Four women, Eliane Plewman, Madeleine Damerment, Yolande Beekman and Nora Baker (Noor) were discharged from the Pforzheim prison on 11th September, and transferred to Dachau and lodged in separate cells. On the night of 12th September 1944, Pirzadi Noor Inayat Khan was given a specially hard time: "with full works", as described by some. She was kicked by the German soldiers with their heavy boots, raped repeatedly, and in the morning of the 13th, when she lay in a bloody mess, was told to kneel as she was going to be shot in the head. Her last word was "liberté".  The other three girls were simply shot in the head. They, mercifully, did not receive the "full treatment". Bodies of the four women agents were then cremated.

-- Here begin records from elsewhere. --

use std::error::Error;

use log::info;
use young_iso::{
    find_iso, generate_partitions, young_group, GeneratedGroup, IsoMethod, IsoSearchError,
    PermutationGroup, YoungGroupConfig, YoungTableau,
};

fn main() -> Result<(), Box<dyn Error>> {
    env_logger::init();

    for p in generate_partitions(4) {
        let yt = YoungTableau::from(p);
        let rows_only = young_group(&yt, YoungGroupConfig::rows_only())?;
        let fused = young_group(&yt, YoungGroupConfig::fused_rows())?;
        let full = young_group(&yt, YoungGroupConfig::default())?;
        println!(
            "{} rows {:?} columns {:?} orders {} {} {}",
            yt,
            yt.rows(),
            yt.columns(),
            rows_only.order(),
            fused.order(),
            full.order()
        );
    }

    let yt = YoungTableau::from_notation("2 + 2", false)?;
    let fused = young_group(&yt, YoungGroupConfig::fused_rows())?;
    let d4 = GeneratedGroup::dihedral(4);
    match find_iso(&fused, &d4, IsoMethod::ElementOrders) {
        Ok(Some(iso)) => {
            println!("{} with fused rows is isomorphic to D4", yt);
            for (x, y) in iso.iter() {
                println!("  {} -> {}", x, y);
            }
        }
        Ok(None) => println!("{} with fused rows is not isomorphic to D4", yt),
        Err(IsoSearchError::Impossible) => {
            info!("Invariants already rule out {} against D4", yt);
        }
        Err(e) => return Err(e.into()),
    }
    Ok(())
}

The Nazis had broken her body, but not her spirit.

A plaque now marks her resting place at Dachau. Seven months later Dachau was liberated, but it was too late. She was thirty years and nine months old when she was murdered.

The French celebrate her as a national heroine. Posthumously, the French awarded her the Croix de Guerre. She was given the George Cross and made an MBE by Britain.

Do awards in this world matter?

Some of her contemporaries described her as idealist, dreamy, clairvoyant The dreamy bit may be due to her idealism, which turns out to be practical. We see that she looks after her siblings when she is herself a child and her mother is in ill-health. She uses her knowledge of child psychology by writing stories for children, and by doing radio shows for them. She shows her love for humanity by joining the War as a spy against the Nazis. That courage in putting her life at stake, of braving the possibility of torture and early death, is breathtaking.

It is Eid night here, and I cannot sleep …

Then a prayer comes to my heart, not to my lips. I seldom vocalize my prayers.

"O Allah! You are free from all blemish. Whatever happened, happened with your knowledge. O Allah! cleanse Noor of all sins, forgive her, give her permanent abode in Jannat-ul-Firdaws."